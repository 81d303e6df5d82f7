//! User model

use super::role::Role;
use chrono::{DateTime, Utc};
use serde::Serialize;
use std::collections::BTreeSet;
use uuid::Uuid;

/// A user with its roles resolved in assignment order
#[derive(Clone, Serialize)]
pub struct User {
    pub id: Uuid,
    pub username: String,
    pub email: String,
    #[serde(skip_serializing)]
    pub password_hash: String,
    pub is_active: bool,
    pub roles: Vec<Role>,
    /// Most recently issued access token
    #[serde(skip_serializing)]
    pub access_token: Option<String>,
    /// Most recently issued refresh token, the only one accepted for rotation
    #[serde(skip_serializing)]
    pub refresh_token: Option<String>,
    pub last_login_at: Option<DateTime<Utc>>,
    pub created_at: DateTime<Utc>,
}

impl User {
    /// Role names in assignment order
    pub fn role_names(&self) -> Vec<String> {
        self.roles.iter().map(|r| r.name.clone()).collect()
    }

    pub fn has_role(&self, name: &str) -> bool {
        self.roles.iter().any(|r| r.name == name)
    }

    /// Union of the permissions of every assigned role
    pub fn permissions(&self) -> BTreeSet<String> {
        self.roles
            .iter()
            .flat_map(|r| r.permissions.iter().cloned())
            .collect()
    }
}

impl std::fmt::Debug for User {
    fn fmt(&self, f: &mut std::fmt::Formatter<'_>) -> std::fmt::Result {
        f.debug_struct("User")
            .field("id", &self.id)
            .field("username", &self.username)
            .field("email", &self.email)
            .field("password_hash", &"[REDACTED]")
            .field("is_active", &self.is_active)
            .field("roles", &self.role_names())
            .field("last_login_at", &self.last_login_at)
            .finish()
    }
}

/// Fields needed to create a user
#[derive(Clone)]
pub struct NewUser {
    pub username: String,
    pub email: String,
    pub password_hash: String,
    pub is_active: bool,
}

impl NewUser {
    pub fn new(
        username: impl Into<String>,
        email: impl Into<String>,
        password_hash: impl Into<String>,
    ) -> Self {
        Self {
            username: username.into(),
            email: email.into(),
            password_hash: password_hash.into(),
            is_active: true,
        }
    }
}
********
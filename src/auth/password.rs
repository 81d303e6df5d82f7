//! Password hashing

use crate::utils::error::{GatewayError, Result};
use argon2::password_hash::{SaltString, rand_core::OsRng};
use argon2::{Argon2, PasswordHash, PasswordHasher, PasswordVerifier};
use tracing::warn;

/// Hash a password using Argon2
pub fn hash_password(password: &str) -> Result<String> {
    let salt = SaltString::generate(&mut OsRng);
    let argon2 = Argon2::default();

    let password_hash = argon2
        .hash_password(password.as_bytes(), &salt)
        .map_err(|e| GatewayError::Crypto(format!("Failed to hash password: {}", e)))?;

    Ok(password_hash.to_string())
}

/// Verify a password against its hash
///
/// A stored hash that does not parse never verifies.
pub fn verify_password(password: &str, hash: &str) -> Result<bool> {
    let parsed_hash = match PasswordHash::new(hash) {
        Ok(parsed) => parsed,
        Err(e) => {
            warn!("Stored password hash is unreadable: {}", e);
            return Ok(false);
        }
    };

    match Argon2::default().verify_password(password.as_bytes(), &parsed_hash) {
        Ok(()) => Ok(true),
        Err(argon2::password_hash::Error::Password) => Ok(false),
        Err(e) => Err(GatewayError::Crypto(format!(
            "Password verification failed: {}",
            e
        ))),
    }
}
********
**WORK TO BE COMPLETED**
Starting with the line that holds "resolved in assignment order" and ending with the line that holds "pub fn has_role(&self, name: &str)", retype every line in the data above exactly, and nothing else.

**THE ANSWER**
/// A user with its roles resolved in assignment order
#[derive(Clone, Serialize)]
pub struct User {
    pub id: Uuid,
    pub username: String,
    pub email: String,
    #[serde(skip_serializing)]
    pub password_hash: String,
    pub is_active: bool,
    pub roles: Vec<Role>,
    /// Most recently issued access token
    #[serde(skip_serializing)]
    pub access_token: Option<String>,
    /// Most recently issued refresh token, the only one accepted for rotation
    #[serde(skip_serializing)]
    pub refresh_token: Option<String>,
    pub last_login_at: Option<DateTime<Utc>>,
    pub created_at: DateTime<Utc>,
}

impl User {
    /// Role names in assignment order
    pub fn role_names(&self) -> Vec<String> {
        self.roles.iter().map(|r| r.name.clone()).collect()
    }

    pub fn has_role(&self, name: &str) -> bool {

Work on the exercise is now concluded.